■ **PROBLEM TO WORK ON**: Of all the entries below, retype only the lines from the one with "#[derive(Debug, Clone, PartialEq)]" through the one with "current: &[WalletHolding]) ->", exactly as they appear.

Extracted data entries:

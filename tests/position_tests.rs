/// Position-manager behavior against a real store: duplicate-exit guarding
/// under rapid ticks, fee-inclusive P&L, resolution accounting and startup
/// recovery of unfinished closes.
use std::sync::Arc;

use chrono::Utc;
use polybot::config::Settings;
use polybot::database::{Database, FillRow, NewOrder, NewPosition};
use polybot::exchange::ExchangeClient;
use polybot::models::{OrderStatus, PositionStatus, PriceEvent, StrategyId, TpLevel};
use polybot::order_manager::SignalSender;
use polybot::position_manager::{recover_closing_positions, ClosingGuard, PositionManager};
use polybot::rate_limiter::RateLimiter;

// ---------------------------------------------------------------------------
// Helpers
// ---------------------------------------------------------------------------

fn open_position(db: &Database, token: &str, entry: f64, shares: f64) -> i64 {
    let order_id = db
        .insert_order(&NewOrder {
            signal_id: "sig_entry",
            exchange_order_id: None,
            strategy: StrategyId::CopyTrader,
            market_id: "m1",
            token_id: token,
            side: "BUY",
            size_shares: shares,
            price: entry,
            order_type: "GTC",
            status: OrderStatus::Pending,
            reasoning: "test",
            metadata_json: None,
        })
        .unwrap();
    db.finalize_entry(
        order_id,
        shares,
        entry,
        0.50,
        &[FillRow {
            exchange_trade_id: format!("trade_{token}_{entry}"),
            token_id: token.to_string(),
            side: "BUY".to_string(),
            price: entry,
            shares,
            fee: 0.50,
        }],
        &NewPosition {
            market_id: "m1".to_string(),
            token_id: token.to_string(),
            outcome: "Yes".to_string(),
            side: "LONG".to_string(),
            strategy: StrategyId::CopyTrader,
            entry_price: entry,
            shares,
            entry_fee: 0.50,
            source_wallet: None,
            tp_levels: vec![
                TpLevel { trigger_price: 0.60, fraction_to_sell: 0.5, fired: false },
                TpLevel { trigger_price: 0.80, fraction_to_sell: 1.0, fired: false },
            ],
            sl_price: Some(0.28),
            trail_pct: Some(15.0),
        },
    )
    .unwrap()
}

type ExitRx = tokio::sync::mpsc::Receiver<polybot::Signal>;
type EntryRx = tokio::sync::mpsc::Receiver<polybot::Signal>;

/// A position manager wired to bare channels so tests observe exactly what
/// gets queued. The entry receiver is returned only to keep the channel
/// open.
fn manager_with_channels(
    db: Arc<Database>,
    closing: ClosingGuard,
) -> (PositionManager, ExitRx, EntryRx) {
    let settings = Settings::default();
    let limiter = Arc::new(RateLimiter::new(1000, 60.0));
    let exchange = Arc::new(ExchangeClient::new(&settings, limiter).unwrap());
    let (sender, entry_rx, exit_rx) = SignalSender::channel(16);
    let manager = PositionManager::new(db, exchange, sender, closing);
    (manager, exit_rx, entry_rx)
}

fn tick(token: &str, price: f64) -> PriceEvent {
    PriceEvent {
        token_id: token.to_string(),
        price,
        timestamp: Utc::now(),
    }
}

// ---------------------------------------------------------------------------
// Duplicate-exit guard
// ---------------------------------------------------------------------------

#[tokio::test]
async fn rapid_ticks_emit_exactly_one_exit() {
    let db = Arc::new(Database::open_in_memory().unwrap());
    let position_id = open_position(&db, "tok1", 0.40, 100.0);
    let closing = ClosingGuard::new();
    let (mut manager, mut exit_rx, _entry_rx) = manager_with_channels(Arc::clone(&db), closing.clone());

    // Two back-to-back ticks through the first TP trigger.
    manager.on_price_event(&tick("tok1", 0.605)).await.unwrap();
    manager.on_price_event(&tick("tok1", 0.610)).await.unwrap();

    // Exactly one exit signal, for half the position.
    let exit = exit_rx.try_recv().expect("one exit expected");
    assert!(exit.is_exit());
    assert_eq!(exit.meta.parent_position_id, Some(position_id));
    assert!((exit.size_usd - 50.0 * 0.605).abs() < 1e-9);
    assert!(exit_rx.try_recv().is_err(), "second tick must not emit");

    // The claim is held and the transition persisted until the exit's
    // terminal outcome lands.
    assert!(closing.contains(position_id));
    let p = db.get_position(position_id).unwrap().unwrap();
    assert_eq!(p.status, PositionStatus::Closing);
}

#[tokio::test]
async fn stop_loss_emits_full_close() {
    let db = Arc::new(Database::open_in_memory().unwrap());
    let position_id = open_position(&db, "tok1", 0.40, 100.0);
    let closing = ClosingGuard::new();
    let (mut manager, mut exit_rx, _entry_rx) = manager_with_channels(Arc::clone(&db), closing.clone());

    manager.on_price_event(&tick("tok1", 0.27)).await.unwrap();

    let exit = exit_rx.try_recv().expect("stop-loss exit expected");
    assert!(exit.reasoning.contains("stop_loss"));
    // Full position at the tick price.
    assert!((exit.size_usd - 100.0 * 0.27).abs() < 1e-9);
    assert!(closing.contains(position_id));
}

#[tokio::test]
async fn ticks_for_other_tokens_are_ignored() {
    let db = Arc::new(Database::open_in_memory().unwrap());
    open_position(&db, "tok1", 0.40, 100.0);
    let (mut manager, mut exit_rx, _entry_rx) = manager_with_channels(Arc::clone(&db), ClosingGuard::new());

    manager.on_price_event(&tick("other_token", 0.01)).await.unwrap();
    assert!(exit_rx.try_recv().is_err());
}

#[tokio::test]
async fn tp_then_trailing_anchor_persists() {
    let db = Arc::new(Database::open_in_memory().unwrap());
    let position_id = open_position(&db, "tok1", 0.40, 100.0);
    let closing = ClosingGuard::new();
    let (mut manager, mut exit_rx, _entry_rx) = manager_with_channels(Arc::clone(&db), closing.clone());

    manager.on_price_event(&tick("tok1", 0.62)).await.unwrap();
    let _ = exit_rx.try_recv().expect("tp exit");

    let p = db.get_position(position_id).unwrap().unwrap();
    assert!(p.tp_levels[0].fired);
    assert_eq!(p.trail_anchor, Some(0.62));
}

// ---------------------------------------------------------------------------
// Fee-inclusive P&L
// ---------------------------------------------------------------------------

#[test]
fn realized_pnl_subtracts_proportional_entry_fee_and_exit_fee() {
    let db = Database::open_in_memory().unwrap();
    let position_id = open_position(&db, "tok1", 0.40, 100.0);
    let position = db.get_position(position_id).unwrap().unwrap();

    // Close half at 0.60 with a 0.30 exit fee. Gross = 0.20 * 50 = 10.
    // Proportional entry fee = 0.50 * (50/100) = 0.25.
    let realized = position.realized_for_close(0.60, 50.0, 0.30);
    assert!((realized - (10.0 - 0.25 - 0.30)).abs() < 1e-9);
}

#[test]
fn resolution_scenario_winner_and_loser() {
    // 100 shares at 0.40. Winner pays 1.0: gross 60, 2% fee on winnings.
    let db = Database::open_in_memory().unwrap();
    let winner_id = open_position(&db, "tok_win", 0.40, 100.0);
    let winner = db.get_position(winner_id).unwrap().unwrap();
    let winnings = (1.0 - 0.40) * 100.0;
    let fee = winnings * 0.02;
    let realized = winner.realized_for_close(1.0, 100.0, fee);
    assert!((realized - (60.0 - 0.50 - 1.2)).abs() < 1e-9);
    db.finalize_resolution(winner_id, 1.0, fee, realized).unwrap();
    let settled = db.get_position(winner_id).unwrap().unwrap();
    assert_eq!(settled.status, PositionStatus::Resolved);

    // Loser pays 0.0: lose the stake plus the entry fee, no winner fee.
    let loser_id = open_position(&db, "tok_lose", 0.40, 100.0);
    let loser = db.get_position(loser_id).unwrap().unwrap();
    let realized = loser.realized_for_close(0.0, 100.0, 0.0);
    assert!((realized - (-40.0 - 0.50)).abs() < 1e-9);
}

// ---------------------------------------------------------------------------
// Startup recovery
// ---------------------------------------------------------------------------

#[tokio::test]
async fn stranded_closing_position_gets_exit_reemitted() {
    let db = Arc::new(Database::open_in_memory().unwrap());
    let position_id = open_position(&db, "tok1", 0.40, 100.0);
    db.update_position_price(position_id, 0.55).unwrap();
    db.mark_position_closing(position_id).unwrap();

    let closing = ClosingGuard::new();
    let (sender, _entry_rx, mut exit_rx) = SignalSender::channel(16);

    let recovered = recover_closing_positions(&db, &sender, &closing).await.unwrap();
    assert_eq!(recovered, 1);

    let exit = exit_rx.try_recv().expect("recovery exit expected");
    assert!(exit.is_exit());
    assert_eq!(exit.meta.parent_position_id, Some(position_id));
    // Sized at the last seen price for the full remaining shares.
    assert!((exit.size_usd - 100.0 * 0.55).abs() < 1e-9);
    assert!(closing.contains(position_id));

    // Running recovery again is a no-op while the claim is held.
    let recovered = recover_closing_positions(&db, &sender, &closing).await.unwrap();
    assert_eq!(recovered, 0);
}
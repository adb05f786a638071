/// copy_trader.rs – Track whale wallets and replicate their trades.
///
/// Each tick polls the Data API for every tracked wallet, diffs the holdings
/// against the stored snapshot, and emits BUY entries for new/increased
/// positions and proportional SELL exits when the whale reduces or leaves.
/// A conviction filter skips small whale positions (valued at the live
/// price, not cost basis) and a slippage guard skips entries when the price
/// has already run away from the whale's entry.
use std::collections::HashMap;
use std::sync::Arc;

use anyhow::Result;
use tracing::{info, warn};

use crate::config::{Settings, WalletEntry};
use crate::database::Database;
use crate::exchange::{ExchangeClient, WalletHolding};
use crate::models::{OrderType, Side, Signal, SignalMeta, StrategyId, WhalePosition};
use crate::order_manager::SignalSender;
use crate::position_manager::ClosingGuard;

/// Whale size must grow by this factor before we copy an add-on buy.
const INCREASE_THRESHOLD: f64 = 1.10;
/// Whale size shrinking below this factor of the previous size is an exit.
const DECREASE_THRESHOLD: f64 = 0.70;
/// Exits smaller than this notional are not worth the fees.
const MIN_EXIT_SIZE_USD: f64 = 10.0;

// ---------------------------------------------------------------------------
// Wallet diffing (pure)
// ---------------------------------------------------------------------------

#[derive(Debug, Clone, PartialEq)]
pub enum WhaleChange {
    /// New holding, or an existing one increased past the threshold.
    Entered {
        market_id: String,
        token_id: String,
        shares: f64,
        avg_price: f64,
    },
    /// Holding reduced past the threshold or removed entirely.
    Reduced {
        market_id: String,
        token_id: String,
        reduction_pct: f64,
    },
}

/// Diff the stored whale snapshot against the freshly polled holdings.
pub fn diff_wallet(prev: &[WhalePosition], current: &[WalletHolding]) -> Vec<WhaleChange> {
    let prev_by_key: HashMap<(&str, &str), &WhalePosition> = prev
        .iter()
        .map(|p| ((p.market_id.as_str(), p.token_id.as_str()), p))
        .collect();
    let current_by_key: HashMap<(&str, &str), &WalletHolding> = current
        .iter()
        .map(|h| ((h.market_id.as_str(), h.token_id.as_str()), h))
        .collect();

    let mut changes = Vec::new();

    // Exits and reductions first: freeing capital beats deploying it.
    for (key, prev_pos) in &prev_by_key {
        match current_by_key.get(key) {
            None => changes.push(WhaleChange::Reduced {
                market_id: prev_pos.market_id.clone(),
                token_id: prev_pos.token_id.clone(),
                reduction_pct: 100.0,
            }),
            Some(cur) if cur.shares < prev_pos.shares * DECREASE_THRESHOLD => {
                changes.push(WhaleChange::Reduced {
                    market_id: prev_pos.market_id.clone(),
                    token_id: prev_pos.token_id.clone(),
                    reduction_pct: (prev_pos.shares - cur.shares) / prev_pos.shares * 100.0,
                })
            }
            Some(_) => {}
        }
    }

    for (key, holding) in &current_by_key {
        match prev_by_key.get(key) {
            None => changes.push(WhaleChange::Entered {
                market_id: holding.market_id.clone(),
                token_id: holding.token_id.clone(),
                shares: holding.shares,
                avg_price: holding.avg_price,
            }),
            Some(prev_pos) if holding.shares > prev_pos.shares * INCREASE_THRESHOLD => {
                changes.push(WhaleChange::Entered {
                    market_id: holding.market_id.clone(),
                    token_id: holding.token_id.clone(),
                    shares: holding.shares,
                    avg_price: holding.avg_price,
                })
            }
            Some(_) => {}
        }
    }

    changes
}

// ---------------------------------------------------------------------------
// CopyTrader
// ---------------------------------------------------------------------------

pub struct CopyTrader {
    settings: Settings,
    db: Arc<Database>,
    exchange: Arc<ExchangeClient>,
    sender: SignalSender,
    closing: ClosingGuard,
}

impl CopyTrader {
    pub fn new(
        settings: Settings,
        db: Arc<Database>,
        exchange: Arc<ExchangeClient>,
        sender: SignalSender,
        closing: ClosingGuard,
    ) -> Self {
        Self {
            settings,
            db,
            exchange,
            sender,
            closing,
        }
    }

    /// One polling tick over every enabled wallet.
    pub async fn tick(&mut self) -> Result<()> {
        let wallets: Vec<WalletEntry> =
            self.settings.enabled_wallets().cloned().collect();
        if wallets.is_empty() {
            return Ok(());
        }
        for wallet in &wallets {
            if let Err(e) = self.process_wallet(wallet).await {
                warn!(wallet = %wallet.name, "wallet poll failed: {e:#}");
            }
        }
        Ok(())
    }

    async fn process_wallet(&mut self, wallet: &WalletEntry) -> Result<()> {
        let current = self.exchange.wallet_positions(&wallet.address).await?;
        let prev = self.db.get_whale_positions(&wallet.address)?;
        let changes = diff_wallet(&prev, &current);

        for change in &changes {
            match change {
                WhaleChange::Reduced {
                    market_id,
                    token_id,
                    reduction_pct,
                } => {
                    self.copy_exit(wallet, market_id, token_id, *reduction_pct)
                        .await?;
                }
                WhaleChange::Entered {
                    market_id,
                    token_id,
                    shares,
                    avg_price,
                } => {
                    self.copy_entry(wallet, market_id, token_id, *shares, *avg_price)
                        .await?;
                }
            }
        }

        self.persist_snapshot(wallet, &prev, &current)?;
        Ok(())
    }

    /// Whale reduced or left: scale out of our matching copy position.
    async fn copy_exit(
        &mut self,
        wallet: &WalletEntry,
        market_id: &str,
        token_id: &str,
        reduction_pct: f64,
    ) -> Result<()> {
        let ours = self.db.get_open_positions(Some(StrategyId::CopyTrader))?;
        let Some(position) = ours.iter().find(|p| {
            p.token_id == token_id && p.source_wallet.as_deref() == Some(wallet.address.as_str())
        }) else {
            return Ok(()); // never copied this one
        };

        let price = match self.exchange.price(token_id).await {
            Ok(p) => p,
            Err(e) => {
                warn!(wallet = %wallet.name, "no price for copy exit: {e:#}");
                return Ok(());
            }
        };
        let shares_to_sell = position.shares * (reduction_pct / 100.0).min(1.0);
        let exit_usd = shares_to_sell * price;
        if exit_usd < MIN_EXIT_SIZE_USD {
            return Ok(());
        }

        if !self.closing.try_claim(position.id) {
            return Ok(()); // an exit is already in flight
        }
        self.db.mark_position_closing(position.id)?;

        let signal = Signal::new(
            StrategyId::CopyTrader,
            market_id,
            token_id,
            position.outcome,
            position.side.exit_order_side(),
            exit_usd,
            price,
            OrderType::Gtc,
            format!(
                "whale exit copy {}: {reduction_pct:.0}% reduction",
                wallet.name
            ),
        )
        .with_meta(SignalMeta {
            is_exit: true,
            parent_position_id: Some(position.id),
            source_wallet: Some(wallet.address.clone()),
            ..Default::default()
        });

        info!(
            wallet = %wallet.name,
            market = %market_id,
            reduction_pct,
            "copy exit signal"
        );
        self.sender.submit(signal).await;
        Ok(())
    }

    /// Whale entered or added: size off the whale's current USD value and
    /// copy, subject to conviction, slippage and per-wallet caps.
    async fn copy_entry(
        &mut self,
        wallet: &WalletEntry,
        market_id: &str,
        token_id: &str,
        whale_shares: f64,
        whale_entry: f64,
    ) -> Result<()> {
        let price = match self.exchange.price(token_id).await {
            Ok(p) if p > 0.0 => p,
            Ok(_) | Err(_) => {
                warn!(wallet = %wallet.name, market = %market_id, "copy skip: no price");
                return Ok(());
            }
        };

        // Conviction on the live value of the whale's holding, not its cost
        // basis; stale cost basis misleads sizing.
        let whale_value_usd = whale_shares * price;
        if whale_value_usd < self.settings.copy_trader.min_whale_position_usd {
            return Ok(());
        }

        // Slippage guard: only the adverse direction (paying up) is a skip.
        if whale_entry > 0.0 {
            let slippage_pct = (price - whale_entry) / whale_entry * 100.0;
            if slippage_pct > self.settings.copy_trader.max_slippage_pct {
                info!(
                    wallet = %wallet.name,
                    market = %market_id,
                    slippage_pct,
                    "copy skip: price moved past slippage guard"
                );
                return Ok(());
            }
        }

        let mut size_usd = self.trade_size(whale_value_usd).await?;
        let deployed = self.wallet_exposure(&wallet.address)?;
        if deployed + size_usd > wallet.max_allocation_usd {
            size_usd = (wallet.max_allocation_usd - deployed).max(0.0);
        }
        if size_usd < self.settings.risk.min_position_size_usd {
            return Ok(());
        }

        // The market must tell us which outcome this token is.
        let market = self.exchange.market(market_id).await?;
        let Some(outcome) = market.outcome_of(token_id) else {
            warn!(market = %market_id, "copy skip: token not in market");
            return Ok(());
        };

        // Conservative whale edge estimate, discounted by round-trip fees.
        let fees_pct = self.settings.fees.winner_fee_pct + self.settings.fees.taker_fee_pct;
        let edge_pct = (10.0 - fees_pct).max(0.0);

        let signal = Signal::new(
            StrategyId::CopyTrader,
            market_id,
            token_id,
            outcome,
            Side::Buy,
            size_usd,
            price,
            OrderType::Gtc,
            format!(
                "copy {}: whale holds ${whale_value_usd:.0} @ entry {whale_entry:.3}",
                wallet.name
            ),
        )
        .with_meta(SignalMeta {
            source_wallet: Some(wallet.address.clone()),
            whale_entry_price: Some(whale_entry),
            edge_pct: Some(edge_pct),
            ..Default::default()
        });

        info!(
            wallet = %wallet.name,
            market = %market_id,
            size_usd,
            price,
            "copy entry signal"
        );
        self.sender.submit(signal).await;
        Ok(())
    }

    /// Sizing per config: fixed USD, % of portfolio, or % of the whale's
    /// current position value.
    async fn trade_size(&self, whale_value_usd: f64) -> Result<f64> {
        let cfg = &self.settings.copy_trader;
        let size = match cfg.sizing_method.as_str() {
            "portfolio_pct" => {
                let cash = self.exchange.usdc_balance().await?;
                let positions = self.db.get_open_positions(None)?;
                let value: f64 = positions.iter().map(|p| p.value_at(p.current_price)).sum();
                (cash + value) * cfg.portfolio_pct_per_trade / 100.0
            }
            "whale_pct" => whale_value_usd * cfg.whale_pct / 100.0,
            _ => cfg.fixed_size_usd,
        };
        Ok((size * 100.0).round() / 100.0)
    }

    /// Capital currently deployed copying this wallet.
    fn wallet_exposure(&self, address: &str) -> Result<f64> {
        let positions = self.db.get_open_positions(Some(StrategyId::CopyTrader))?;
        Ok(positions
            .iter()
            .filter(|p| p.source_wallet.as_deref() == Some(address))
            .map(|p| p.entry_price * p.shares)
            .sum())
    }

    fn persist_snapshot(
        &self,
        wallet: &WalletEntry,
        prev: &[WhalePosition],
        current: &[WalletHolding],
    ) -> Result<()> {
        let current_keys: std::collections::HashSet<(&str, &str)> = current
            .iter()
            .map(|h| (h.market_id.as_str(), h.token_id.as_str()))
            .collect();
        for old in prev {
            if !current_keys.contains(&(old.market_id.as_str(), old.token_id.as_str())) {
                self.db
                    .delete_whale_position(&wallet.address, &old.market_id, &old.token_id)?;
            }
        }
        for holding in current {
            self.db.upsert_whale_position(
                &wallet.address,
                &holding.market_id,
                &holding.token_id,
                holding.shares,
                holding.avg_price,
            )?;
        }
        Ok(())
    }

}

■ **SOLUTION**:
#[derive(Debug, Clone, PartialEq)]
pub enum WhaleChange {
    /// New holding, or an existing one increased past the threshold.
    Entered {
        market_id: String,
        token_id: String,
        shares: f64,
        avg_price: f64,
    },
    /// Holding reduced past the threshold or removed entirely.
    Reduced {
        market_id: String,
        token_id: String,
        reduction_pct: f64,
    },
}

/// Diff the stored whale snapshot against the freshly polled holdings.
pub fn diff_wallet(prev: &[WhalePosition], current: &[WalletHolding]) -> Vec<WhaleChange> {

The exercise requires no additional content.